What to work on
The material below must be retyped in full, with every line kept exactly as it is.

[Material provided]

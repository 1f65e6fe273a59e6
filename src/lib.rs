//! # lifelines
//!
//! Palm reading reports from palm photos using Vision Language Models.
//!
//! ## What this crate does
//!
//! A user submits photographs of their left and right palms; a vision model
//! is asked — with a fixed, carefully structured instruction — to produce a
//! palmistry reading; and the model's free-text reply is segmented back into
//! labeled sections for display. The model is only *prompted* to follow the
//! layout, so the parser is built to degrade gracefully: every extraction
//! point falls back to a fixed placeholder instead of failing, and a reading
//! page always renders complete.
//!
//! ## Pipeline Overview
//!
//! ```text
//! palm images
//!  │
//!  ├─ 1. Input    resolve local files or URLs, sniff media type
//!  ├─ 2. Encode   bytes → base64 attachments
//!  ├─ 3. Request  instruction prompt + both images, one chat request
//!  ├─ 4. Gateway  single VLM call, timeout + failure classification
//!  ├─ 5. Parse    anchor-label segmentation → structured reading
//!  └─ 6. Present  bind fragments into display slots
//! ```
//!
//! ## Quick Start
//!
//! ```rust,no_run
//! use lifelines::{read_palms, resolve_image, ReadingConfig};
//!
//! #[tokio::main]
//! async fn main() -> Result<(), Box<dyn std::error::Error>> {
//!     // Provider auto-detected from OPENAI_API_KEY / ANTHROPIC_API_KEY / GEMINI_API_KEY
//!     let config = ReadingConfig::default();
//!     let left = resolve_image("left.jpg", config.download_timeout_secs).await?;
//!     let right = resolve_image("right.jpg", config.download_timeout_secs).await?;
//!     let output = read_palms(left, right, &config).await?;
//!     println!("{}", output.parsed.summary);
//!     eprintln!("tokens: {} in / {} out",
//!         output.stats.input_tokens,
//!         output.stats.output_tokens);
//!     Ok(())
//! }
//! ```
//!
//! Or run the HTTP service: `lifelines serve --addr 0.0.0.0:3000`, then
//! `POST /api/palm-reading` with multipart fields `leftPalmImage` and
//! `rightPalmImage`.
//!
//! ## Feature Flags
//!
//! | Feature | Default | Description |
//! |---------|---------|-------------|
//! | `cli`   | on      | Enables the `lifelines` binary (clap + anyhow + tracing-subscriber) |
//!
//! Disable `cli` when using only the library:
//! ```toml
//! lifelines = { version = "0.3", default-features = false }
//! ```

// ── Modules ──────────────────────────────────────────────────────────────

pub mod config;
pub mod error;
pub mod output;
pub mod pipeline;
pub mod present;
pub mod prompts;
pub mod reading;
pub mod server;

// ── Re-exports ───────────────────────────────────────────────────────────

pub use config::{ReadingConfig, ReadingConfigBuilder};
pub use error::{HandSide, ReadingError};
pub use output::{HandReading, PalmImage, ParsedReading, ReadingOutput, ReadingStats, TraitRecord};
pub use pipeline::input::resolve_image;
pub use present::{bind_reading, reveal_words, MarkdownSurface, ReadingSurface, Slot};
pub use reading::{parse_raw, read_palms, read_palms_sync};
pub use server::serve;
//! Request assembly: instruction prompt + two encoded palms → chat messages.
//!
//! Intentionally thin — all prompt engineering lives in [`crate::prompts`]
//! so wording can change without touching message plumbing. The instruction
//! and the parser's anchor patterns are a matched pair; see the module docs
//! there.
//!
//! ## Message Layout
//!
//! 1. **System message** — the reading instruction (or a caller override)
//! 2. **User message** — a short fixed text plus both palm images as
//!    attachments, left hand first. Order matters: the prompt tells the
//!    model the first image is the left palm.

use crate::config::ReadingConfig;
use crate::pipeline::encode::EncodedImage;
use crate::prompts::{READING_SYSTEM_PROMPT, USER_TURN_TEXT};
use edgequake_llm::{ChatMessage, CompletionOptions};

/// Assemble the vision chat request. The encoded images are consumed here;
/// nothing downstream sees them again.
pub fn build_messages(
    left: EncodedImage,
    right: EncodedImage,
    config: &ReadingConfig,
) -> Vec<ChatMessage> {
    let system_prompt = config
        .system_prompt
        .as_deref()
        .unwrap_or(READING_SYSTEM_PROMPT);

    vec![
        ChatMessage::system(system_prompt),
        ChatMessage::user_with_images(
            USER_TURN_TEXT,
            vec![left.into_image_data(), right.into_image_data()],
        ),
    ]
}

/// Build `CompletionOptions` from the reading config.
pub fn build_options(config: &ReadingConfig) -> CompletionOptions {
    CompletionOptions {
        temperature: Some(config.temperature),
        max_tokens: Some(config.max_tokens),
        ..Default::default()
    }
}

[/Material provided]

Answer section
repository 1f65e6fe273a59e6
filename src/lib.rs
//! # lifelines
//!
//! Palm reading reports from palm photos using Vision Language Models.
//!
//! ## What this crate does
//!
//! A user submits photographs of their left and right palms; a vision model
//! is asked — with a fixed, carefully structured instruction — to produce a
//! palmistry reading; and the model's free-text reply is segmented back into
//! labeled sections for display. The model is only *prompted* to follow the
//! layout, so the parser is built to degrade gracefully: every extraction
//! point falls back to a fixed placeholder instead of failing, and a reading
//! page always renders complete.
//!
//! ## Pipeline Overview
//!
//! ```text
//! palm images
//!  │
//!  ├─ 1. Input    resolve local files or URLs, sniff media type
//!  ├─ 2. Encode   bytes → base64 attachments
//!  ├─ 3. Request  instruction prompt + both images, one chat request
//!  ├─ 4. Gateway  single VLM call, timeout + failure classification
//!  ├─ 5. Parse    anchor-label segmentation → structured reading
//!  └─ 6. Present  bind fragments into display slots
//! ```
//!
//! ## Quick Start
//!
//! ```rust,no_run
//! use lifelines::{read_palms, resolve_image, ReadingConfig};
//!
//! #[tokio::main]
//! async fn main() -> Result<(), Box<dyn std::error::Error>> {
//!     // Provider auto-detected from OPENAI_API_KEY / ANTHROPIC_API_KEY / GEMINI_API_KEY
//!     let config = ReadingConfig::default();
//!     let left = resolve_image("left.jpg", config.download_timeout_secs).await?;
//!     let right = resolve_image("right.jpg", config.download_timeout_secs).await?;
//!     let output = read_palms(left, right, &config).await?;
//!     println!("{}", output.parsed.summary);
//!     eprintln!("tokens: {} in / {} out",
//!         output.stats.input_tokens,
//!         output.stats.output_tokens);
//!     Ok(())
//! }
//! ```
//!
//! Or run the HTTP service: `lifelines serve --addr 0.0.0.0:3000`, then
//! `POST /api/palm-reading` with multipart fields `leftPalmImage` and
//! `rightPalmImage`.
//!
//! ## Feature Flags
//!
//! | Feature | Default | Description |
//! |---------|---------|-------------|
//! | `cli`   | on      | Enables the `lifelines` binary (clap + anyhow + tracing-subscriber) |
//!
//! Disable `cli` when using only the library:
//! ```toml
//! lifelines = { version = "0.3", default-features = false }
//! ```

// ── Modules ──────────────────────────────────────────────────────────────

pub mod config;
pub mod error;
pub mod output;
pub mod pipeline;
pub mod present;
pub mod prompts;
pub mod reading;
pub mod server;

// ── Re-exports ───────────────────────────────────────────────────────────

pub use config::{ReadingConfig, ReadingConfigBuilder};
pub use error::{HandSide, ReadingError};
pub use output::{HandReading, PalmImage, ParsedReading, ReadingOutput, ReadingStats, TraitRecord};
pub use pipeline::input::resolve_image;
pub use present::{bind_reading, reveal_words, MarkdownSurface, ReadingSurface, Slot};
pub use reading::{parse_raw, read_palms, read_palms_sync};
pub use server::serve;
//! Request assembly: instruction prompt + two encoded palms → chat messages.
//!
//! Intentionally thin — all prompt engineering lives in [`crate::prompts`]
//! so wording can change without touching message plumbing. The instruction
//! and the parser's anchor patterns are a matched pair; see the module docs
//! there.
//!
//! ## Message Layout
//!
//! 1. **System message** — the reading instruction (or a caller override)
//! 2. **User message** — a short fixed text plus both palm images as
//!    attachments, left hand first. Order matters: the prompt tells the
//!    model the first image is the left palm.

use crate::config::ReadingConfig;
use crate::pipeline::encode::EncodedImage;
use crate::prompts::{READING_SYSTEM_PROMPT, USER_TURN_TEXT};
use edgequake_llm::{ChatMessage, CompletionOptions};

/// Assemble the vision chat request. The encoded images are consumed here;
/// nothing downstream sees them again.
pub fn build_messages(
    left: EncodedImage,
    right: EncodedImage,
    config: &ReadingConfig,
) -> Vec<ChatMessage> {
    let system_prompt = config
        .system_prompt
        .as_deref()
        .unwrap_or(READING_SYSTEM_PROMPT);

    vec![
        ChatMessage::system(system_prompt),
        ChatMessage::user_with_images(
            USER_TURN_TEXT,
            vec![left.into_image_data(), right.into_image_data()],
        ),
    ]
}

/// Build `CompletionOptions` from the reading config.
pub fn build_options(config: &ReadingConfig) -> CompletionOptions {
    CompletionOptions {
        temperature: Some(config.temperature),
        max_tokens: Some(config.max_tokens),
        ..Default::default()
    }
}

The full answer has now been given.